▶ **BRIEF**
Using the material below, print the line that contains "self.progress.report(report.finished_event());", the line that contains "the Enriched tier.", and every line in between, exactly and nothing else.
○ ○ ○ ○
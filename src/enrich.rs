//! Stage processor: Raw → Enriched.
//!
//! For every Raw document that has no Enriched counterpart, or whose
//! Enriched chunks descend from an older Raw revision, the [`Enricher`]:
//!
//! 1. loads the Raw entry and synthesizes full-default metadata if the
//!    document arrived without a companion record;
//! 2. validates the content (non-blank, UTF-8) and the `doc_id` pairing;
//! 3. resolves the classification through the injected policy,
//!    tighten-only;
//! 4. chunks the text and writes every chunk under the shared `doc_id`
//!    with identical metadata in one atomic put.
//!
//! Validation failures go to the failure ledger and never abort the batch.

use std::collections::{BTreeMap, BTreeSet};
use std::sync::Arc;

use chrono::Utc;
use futures::stream::{self, StreamExt};
use tracing::{debug, info, warn};

use crate::chunk::chunk_text;
use crate::error::{GovernanceError, Result};
use crate::metadata::{for_tier, Synthesizer};
use crate::models::{ConfidentialityLevel, Tier, TierEntry};
use crate::pipeline::{StageOptions, StageReport};
use crate::policy::{resolve_classification, ClassificationPolicy, ContentSignal};
use crate::progress::{silent, ProgressEvent, SharedProgress};
use crate::store::{accept_all, Store};

const STAGE: &str = "enrich";

/// What happened to one document that advanced into Enriched.
#[derive(Debug, Clone, PartialEq, Eq)]
pub struct Enriched {
    pub doc_id: String,
    pub chunks: usize,
    pub level: ConfidentialityLevel,
    /// Set when the policy tightened a defaulted level.
    pub tightened_from: Option<ConfidentialityLevel>,
    /// The Raw entry had no metadata and defaults were synthesized.
    pub defaulted: bool,
}

pub struct Enricher {
    store: Arc<dyn Store>,
    synthesizer: Synthesizer,
    policy: Arc<dyn ClassificationPolicy>,
    max_tokens: usize,
    options: StageOptions,
    progress: SharedProgress,
}

impl Enricher {
    pub fn new(
        store: Arc<dyn Store>,
        synthesizer: Synthesizer,
        policy: Arc<dyn ClassificationPolicy>,
        max_tokens: usize,
        options: StageOptions,
    ) -> Self {
        Self {
            store,
            synthesizer,
            policy,
            max_tokens,
            options,
            progress: silent(),
        }
    }

    pub fn with_progress(mut self, progress: SharedProgress) -> Self {
        self.progress = progress;
        self
    }

    /// Raw documents that need (re)processing, in `doc_id` order.
    ///
    /// Documents with a recorded Enriched failure are skipped unless
    /// `retry_failed` is set.
    pub async fn pending(&self) -> Result<Vec<String>> {
        let raw = self.store.list(Tier::Raw, accept_all()).await?;
        let enriched: BTreeMap<String, Vec<String>> = self
            .store
            .list(Tier::Enriched, accept_all())
            .await?
            .iter()
            .map(|d| (d.doc_id.clone(), d.upstream_hashes.clone()))
            .collect();
        let failed: BTreeSet<String> = if self.options.retry_failed {
            BTreeSet::new()
        } else {
            self.store
                .list_failures()
                .await?
                .into_iter()
                .filter(|f| f.tier == Tier::Enriched)
                .map(|f| f.doc_id)
                .collect()
        };

        Ok(raw
            .iter()
            .filter(|doc| !failed.contains(&doc.doc_id))
            .filter(|doc| {
                let revision = doc.upstream_hashes.first();
                match enriched.get(&doc.doc_id) {
                    None => true,
                    Some(hashes) => hashes.iter().any(|h| Some(h) != revision),
                }
            })
            .map(|doc| doc.doc_id.clone())
            .collect())
    }

    /// Process every pending document with bounded parallelism, within the
    /// batch timeout.
    pub async fn run(&self) -> Result<StageReport> {
        self.progress.report(ProgressEvent::Discovering {
            stage: STAGE.to_string(),
        });
        let pending = self.pending().await?;
        let total = pending.len() as u64;
        let mut report = StageReport::new(STAGE);
        report.discovered = pending.len();
        info!(stage = STAGE, pending = pending.len(), policy = self.policy.version(), "starting stage");

        let work = async {
            let mut results = stream::iter(pending)
                .map(|doc_id| async move {
                    let outcome = self.enrich_one(&doc_id).await;
                    (doc_id, outcome)
                })
                .buffer_unordered(self.options.concurrency.max(1));

            let mut n = 0u64;
            while let Some((doc_id, outcome)) = results.next().await {
                match outcome {
                    Ok(done) => {
                        report.advanced += 1;
                        report.chunks_written += done.chunks;
                        if done.tightened_from.is_some() {
                            report.tightened += 1;
                        }
                    }
                    Err(GovernanceError::ValidationFailure { reason, .. }) => {
                        report.invalid += 1;
                        warn!(stage = STAGE, doc_id = %doc_id, %reason, "validation failed");
                        if let Err(e) = self.store.record_failure(&doc_id, Tier::Enriched, &reason).await {
                            warn!(stage = STAGE, doc_id = %doc_id, error = %e, "could not record failure");
                        }
                    }
                    Err(e) => {
                        report.errors += 1;
                        warn!(stage = STAGE, doc_id = %doc_id, error = %e, "document not advanced");
                    }
                }
                n += 1;
                self.progress.report(ProgressEvent::Processing {
                    stage: STAGE.to_string(),
                    n,
                    total,
                });
            }
        };

        if tokio::time::timeout(self.options.batch_timeout, work).await.is_err() {
            report.timed_out = true;
            warn!(stage = STAGE, timeout_secs = self.options.batch_timeout.as_secs(), "batch timed out");
        }

        self.progress.report(report.finished_event());
        info!(
            stage = STAGE,
            advanced = report.advanced,
            invalid = report.invalid,
            errors = report.errors,
            "stage finished"
        );
        Ok(report)
    }

    /// Advance a single document into the Enriched tier.
    ///
    /// # Errors
    ///
    /// - [`GovernanceError::ValidationFailure`] for blank or undecodable
    ///   content, or metadata naming another document.
    /// - [`GovernanceError::NotFound`] if the Raw document is gone.
    /// - [`GovernanceError::StoreUnavailable`] on storage failure.
    pub async fn enrich_one(&self, doc_id: &str) -> Result<Enriched> {
        let raw = self.store.get(Tier::Raw, doc_id).await?;
        let entry = &raw.entries[0];

        let (metadata, defaulted) = match &entry.metadata {
            Some(meta) => (meta.clone(), false),
            None => (self.synthesizer.fill_missing(doc_id, Utc::now()), true),
        };

        if metadata.doc_id != doc_id {
            return Err(invalid(
                doc_id,
                format!("metadata names doc_id '{}'", metadata.doc_id),
            ));
        }
        let text = std::str::from_utf8(&entry.content)
            .map_err(|e| invalid(doc_id, format!("content is not valid UTF-8: {}", e)))?;
        if text.trim().is_empty() {
            return Err(invalid(doc_id, "content is empty".to_string()));
        }

        let signal = ContentSignal {
            doc_id,
            title: metadata.title.as_deref(),
            document_type: &metadata.document_type,
            source: &metadata.source,
            tags: &metadata.tags,
            text,
        };
        let resolution = resolve_classification(
            metadata.confidentiality_level,
            self.synthesizer.defaults().confidentiality_level,
            self.policy.hint(&signal),
        );
        let tightened_from = resolution
            .tightened
            .then_some(metadata.confidentiality_level);
        if let Some(from) = tightened_from {
            info!(
                doc_id,
                from = %from,
                to = %resolution.level,
                policy = self.policy.version(),
                rules = ?self.policy.matching_rules(&signal),
                "classification tightened"
            );
        }

        let mut enriched_meta = for_tier(&metadata, Tier::Enriched);
        enriched_meta.confidentiality_level = resolution.level;

        let entries: Vec<TierEntry> = chunk_text(text, self.max_tokens)
            .into_iter()
            .map(|chunk| TierEntry {
                index: chunk.index,
                content: chunk.text.into_bytes(),
                metadata: Some(enriched_meta.clone()),
                representation: None,
                upstream_hash: entry.upstream_hash.clone(),
            })
            .collect();
        let chunks = entries.len();

        self.store.put(Tier::Enriched, doc_id, entries).await?;
        self.store.clear_failure(doc_id, Tier::Enriched).await?;
        debug!(doc_id, chunks, level = %resolution.level, defaulted, "enriched");

        Ok(Enriched {
            doc_id: doc_id.to_string(),
            chunks,
            level: resolution.level,
            tightened_from,
            defaulted,
        })
    }
}

fn invalid(doc_id: &str, reason: String) -> GovernanceError {
    GovernanceError::ValidationFailure {
        doc_id: doc_id.to_string(),
        reason,
    }
}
○ ○ ○ ○
▶ **EXERCISE ANSWER**
        self.progress.report(report.finished_event());
        info!(
            stage = STAGE,
            advanced = report.advanced,
            invalid = report.invalid,
            errors = report.errors,
            "stage finished"
        );
        Ok(report)
    }

    /// Advance a single document into the Enriched tier.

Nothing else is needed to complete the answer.